▽

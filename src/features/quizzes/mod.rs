//! Quiz play: one random, not-yet-asked question per request.
//!
//! ## Endpoints
//!
//! | Method | Endpoint | Description |
//! |--------|----------|-------------|
//! | POST | `/quizzes` | Next question for `{previous_questions, quiz_category}` |

pub mod dtos;
pub mod handlers;
pub mod routes;
pub mod services;

pub use services::QuizService;
mod category_handler;

pub use category_handler::*;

△

# PROBLEM STATEMENT:
Find the word "question" in the records and pull out each line that has it.

# PROBLEM SOLUTION:
//! Quiz play: one random, not-yet-asked question per request.
//! | POST | `/quizzes` | Next question for `{previous_questions, quiz_category}` |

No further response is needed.